Dougie Meelup was kind. She knew no one at bowls apart from Noreen and Ken and he had got her a cup of tea and made a place for her on the bench at the front of the pavilion. He’d asked her about herself and when she found herself telling him, he had listened, listened properly, in the way people who are kind do listen. His own wife had gone off with someone else the previous year. “Broke my heart,” he said, “and I never saw it coming.”

But he had the boys. They were both married with a couple of children each, both living in the town.

“Campbell and Marie give me lunch every other Sunday,” he had said, after a few weeks of them seeing each other, going out to a meal, driving to the country one afternoon. “So how about you coming along with me next time?”

“Don’t be daft.”


He had looked hurt. Eileen had felt a rush of guilt.

“I mean, they want to see you. They don’t know me, why would they want me to be there? Of course they wouldn’t.”

“They do. Marie said on the phone, bring your friend. She wouldn’t say it off her own bat, she’d talked about it with Campbell.”

“How do they know about me?”

“Well, because I’ve told them, how d’you think?”

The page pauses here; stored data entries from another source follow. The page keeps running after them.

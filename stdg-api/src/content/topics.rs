//! Topic lists and keyword/category heuristics used by automatic generation

/// Categories offered to editors
pub const SAAS_CATEGORIES: [&str; 20] = [
    "CRM Software",
    "Project Management",
    "Email Marketing",
    "Analytics Tools",
    "Design Tools",
    "Development Tools",
    "Customer Support",
    "Accounting Software",
    "HR Management",
    "Social Media Management",
    "E-commerce Platforms",
    "Sales Tools",
    "Marketing Automation",
    "Cloud Storage",
    "Security Tools",
    "Productivity Apps",
    "Communication Tools",
    "Business Intelligence",
    "Content Management",
    "SEO Tools",
];

/// Rotation for the daily auto-publish job (indexed by day of month)
pub const DAILY_TOPICS: [&str; 20] = [
    "Best CRM Software for Small Business",
    "Top Project Management Tools Comparison",
    "Email Marketing Automation Platforms",
    "Analytics Tools for Data-Driven Decisions",
    "Design Software for Non-Designers",
    "Development Tools for Modern Teams",
    "Customer Support Solutions Review",
    "Accounting Software for Freelancers",
    "HR Management Systems Comparison",
    "Social Media Management Tools",
    "E-commerce Platform Showdown",
    "Sales Automation Software Guide",
    "Marketing Automation Best Practices",
    "Cloud Storage Solutions Compared",
    "Cybersecurity Tools for Small Business",
    "Productivity Apps That Actually Work",
    "Team Communication Platforms",
    "Business Intelligence Tools Review",
    "Content Management Systems Guide",
    "SEO Tools for Better Rankings",
];

/// Fixed list walked by bulk generation
pub const BULK_TOPICS: [&str; 25] = [
    "Best CRM Software for Small Business 2025",
    "Top Project Management Tools Comparison",
    "Email Marketing Automation Platforms Review",
    "Analytics Tools for Data-Driven Decisions",
    "Design Software for Non-Designers Guide",
    "Development Tools for Modern Teams",
    "Customer Support Solutions Comparison",
    "Accounting Software for Freelancers",
    "HR Management Systems Review",
    "Social Media Management Tools Guide",
    "E-commerce Platform Showdown 2025",
    "Sales Automation Software Review",
    "Marketing Automation Best Practices",
    "Cloud Storage Solutions Compared",
    "Cybersecurity Tools for Small Business",
    "Productivity Apps That Actually Work",
    "Team Communication Platforms Guide",
    "Business Intelligence Tools Review",
    "Content Management Systems Comparison",
    "SEO Tools for Better Rankings 2025",
    "Invoicing Software for Small Business",
    "Video Conferencing Tools Comparison",
    "Password Managers for Teams",
    "Backup Solutions for Businesses",
    "Website Builders for Professionals",
];

/// Category used when no rule matches
pub const FALLBACK_CATEGORY: &str = "SaaS Tools";

const EXTRA_KEYWORDS: [&str; 7] = [
    "saas",
    "software",
    "tool",
    "platform",
    "solution",
    "review",
    "comparison",
];

/// Ordered rules: the first rule with any matching needle wins
const CATEGORY_RULES: &[(&[&str], &str)] = &[
    (&["crm"], "CRM Software"),
    (&["project", "management"], "Project Management"),
    (&["email", "marketing"], "Email Marketing"),
    (&["analytics"], "Analytics Tools"),
    (&["design"], "Design Tools"),
    (&["development"], "Development Tools"),
    (&["support"], "Customer Support"),
    (&["accounting"], "Accounting Software"),
    (&["hr"], "HR Management"),
    (&["social"], "Social Media Management"),
    (&["ecommerce", "e-commerce"], "E-commerce Platforms"),
    (&["sales"], "Sales Tools"),
    (&["cloud", "storage"], "Cloud Storage"),
    (&["security"], "Security Tools"),
    (&["productivity"], "Productivity Apps"),
    (&["communication"], "Communication Tools"),
    (&["business intelligence"], "Business Intelligence"),
    (&["content"], "Content Management"),
    (&["seo"], "SEO Tools"),
];

/// Keywords for a topic: its lower-cased words, then generic SaaS terms
pub fn keywords_for_topic(topic: &str) -> Vec<String> {
    topic
        .to_lowercase()
        .split_whitespace()
        .map(str::to_string)
        .chain(EXTRA_KEYWORDS.iter().map(|k| k.to_string()))
        .collect()
}

/// Category for a topic by substring rules (first match wins)
pub fn category_for_topic(topic: &str) -> &'static str {
    let lowered = topic.to_lowercase();
    CATEGORY_RULES
        .iter()
        .find(|(needles, _)| needles.iter().any(|n| lowered.contains(n)))
        .map(|(_, category)| *category)
        .unwrap_or(FALLBACK_CATEGORY)
}

/// Tags derived from keywords (first five)
pub fn tags_from_keywords(keywords: &[String]) -> Vec<String> {
    keywords.iter().take(5).cloned().collect()
}

/// Daily topic for a day of month (1-based)
pub fn daily_topic(day_of_month: u32) -> &'static str {
    DAILY_TOPICS[day_of_month as usize % DAILY_TOPICS.len()]
}
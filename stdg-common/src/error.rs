//! Common error types for the content service

use thiserror::Error;

/// Common result type for service operations
pub type Result<T> = std::result::Result<T, Error>;

/// Common error types shared by the library and the HTTP service
#[derive(Error, Debug)]
pub enum Error {
    /// Database operation error (wraps sqlx::Error)
    #[error("Database error: {0}")]
    Database(#[from] sqlx::Error),

    /// I/O operation error (wraps std::io::Error)
    #[error("IO error: {0}")]
    Io(#[from] std::io::Error),

    /// Configuration loading or validation error
    #[error("Configuration error: {0}")]
    Config(String),

    /// Requested resource not found
    #[error("Not found: {0}")]
    NotFound(String),

    /// Invalid user input or request parameter
    #[error("Invalid input: {0}")]
    InvalidInput(String),

    /// Internal error (serialization, corrupt rows)
    #[error("Internal error: {0}")]
    Internal(String),
}

impl Error {
    /// True when the error is a UNIQUE constraint violation from SQLite
    pub fn is_unique_violation(&self) -> bool {
        match self {
            Error::Database(sqlx::Error::Database(db_err)) => db_err.is_unique_violation(),
            _ => false,
        }
    }
}
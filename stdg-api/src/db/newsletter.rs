//! Newsletter subscription persistence (unique by email)

use sqlx::{Row, SqlitePool};
use stdg_common::db::NewsletterSubscription;
use stdg_common::time::{from_db, now, to_db};
use stdg_common::Result;

/// Result of a subscribe call
#[derive(Debug, Clone, Copy, PartialEq, Eq, serde::Serialize)]
#[serde(rename_all = "snake_case")]
pub enum SubscribeOutcome {
    Created,
    AlreadySubscribed,
    Reactivated,
}

pub async fn get_by_email(pool: &SqlitePool, email: &str) -> Result<Option<NewsletterSubscription>> {
    let row = sqlx::query(
        "SELECT id, email, name, subscribed_at, active FROM newsletter_subscriptions WHERE email = ?",
    )
    .bind(email)
    .fetch_optional(pool)
    .await?;

    match row {
        Some(row) => {
            let subscribed_at: String = row.get("subscribed_at");
            Ok(Some(NewsletterSubscription {
                id: row.get("id"),
                email: row.get("email"),
                name: row.get("name"),
                subscribed_at: from_db(&subscribed_at)?,
                active: row.get("active"),
            }))
        }
        None => Ok(None),
    }
}

/// Idempotent subscribe keyed by email
pub async fn subscribe(pool: &SqlitePool, email: &str, name: Option<&str>) -> Result<SubscribeOutcome> {
    if let Some(existing) = get_by_email(pool, email).await? {
        if existing.active {
            return Ok(SubscribeOutcome::AlreadySubscribed);
        }
        sqlx::query(
            "UPDATE newsletter_subscriptions SET active = 1, subscribed_at = ?, name = COALESCE(?, name) WHERE email = ?",
        )
        .bind(to_db(&now()))
        .bind(name)
        .bind(email)
        .execute(pool)
        .await?;
        return Ok(SubscribeOutcome::Reactivated);
    }

    let inserted = sqlx::query(
        r#"
        INSERT INTO newsletter_subscriptions (id, email, name, subscribed_at, active)
        VALUES (?, ?, ?, ?, 1)
        ON CONFLICT(email) DO NOTHING
        "#,
    )
    .bind(uuid::Uuid::new_v4().to_string())
    .bind(email)
    .bind(name)
    .bind(to_db(&now()))
    .execute(pool)
    .await?;

    // A concurrent request may have inserted the same email in between
    if inserted.rows_affected() == 1 {
        Ok(SubscribeOutcome::Created)
    } else {
        Ok(SubscribeOutcome::AlreadySubscribed)
    }
}

/// Mark inactive; returns false when the email is unknown
pub async fn unsubscribe(pool: &SqlitePool, email: &str) -> Result<bool> {
    let result = sqlx::query("UPDATE newsletter_subscriptions SET active = 0 WHERE email = ?")
        .bind(email)
        .execute(pool)
        .await?;
    Ok(result.rows_affected() == 1)
}

pub async fn count_active(pool: &SqlitePool) -> Result<i64> {
    let count: i64 =
        sqlx::query_scalar("SELECT COUNT(*) FROM newsletter_subscriptions WHERE active = 1")
            .fetch_one(pool)
            .await?;
    Ok(count)
}
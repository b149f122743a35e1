//! Database access for stdg-api
//!
//! One module per table. All functions take the shared pool and return
//! `stdg_common::Result` so callers can tell constraint violations apart.

pub mod articles;
pub mod newsletter;
pub mod tools;

use serde::{de::DeserializeOwned, Serialize};
use sqlx::SqlitePool;
use stdg_common::{Error, Result};

pub use stdg_common::db::{create_schema, init_database};

/// Encode a list field for a JSON text column
pub(crate) fn to_json<T: Serialize>(value: &T) -> Result<String> {
    serde_json::to_string(value).map_err(|e| Error::Internal(format!("JSON encode failed: {}", e)))
}

/// Decode a JSON text column
pub(crate) fn from_json<T: DeserializeOwned>(column: &str, raw: &str) -> Result<T> {
    serde_json::from_str(raw)
        .map_err(|e| Error::Internal(format!("Corrupt JSON in column {}: {}", column, e)))
}

/// Row counts reported by `GET /api/stats`
#[derive(Debug, Clone, Copy, Default, serde::Serialize)]
pub struct SiteCounts {
    pub tools: i64,
    pub articles: i64,
    pub subscribers: i64,
}

/// Counts of tools, articles and active subscriptions
pub async fn site_counts(pool: &SqlitePool) -> Result<SiteCounts> {
    Ok(SiteCounts {
        tools: tools::count_tools(pool).await?,
        articles: articles::count_articles(pool).await?,
        subscribers: newsletter::count_active(pool).await?,
    })
}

She had gone. It had been hard until Marie had opened the front door smiling and after that everything had been good. Better than good. The next Sunday, it had been Keith and his Filipino wife Leah who had done the Sunday lunch, a barbecue that time, with Keith in charge because he was a chef and didn’t think women could cook meat properly.

Marrying Dougie had been marrying his family. Their wedding had been all about them, the boys, the daughters-in-law, the grandchildren, a registry office full of them.

Eileen had cried because of happiness and because of Dougie’s kindness, because of going from loneliness to a big family. And because neither Jan nor Weeny had been there.

“What do you mean, you’re getting married again, what are you talking about, Mother?” Jan had said, her voice going up and up. “What are you thinking? What about us? You can’t just marry some strange man.”

Eileen had told her everything about Dougie in a five-page letter, and written the same letter to Weeny and sent photos, sheaves of them, Dougie, the boys, the children, the dogs, Campbell and Marie’s caravan.

“He isn’t some strange man. I told you all about him.”

“I don’t know what you think you’re doing, getting married again at your time of life.”

“I’m getting myself someone to look after me and keep me company in old age,” she had said, “so you don’t have to.”

Jan had shut up then. But she had not been at the wedding.

“It’s too far to come all that way.”

“There’s trains. You can even fly from Aberdeen. I’ll pay your fares to fly, to get you here.”

She thought that had done the trick. Jan had agreed. Eileen had sent the money. Only at the last minute, one of the children had apparently gone down with something and Jan couldn’t leave him.

“I don’t believe her,” she had said to Dougie. “I don’t think Mark’s gone down with anything at all. She just doesn’t want to come. She’d no intention of coming.”

Jan had kept the air-fare money, though.

If she had hoped for one daughter at her wedding, she had known Weeny would not be there. Not after the note.

The card had primroses on it, and Weeny’s writing was very neat. She said she was too busy “Travelling” for her job as a “representative.” Eileen had no idea what Weeny’s job was. She wondered what she had done wrong—not now, in getting married to Dougie, but then, in the past, in their childhood. She couldn’t think of anything. Cliff had been proud of Weeny. He had taught her to be tough, but the sisters had fought from the moment Weeny was born until Jan had left home to live with Neil. They had fought for attention, affection, pocket money, the biggest room, the first slice of pie and the last sweet in the packet. The house had been a battleground for twenty-two years and when they had both left, within a few months of one another, Eileen had felt that a long, long war had ended. But Cliff had minded. Cliff had ceased to have anything to say from the moment Weeny had gone.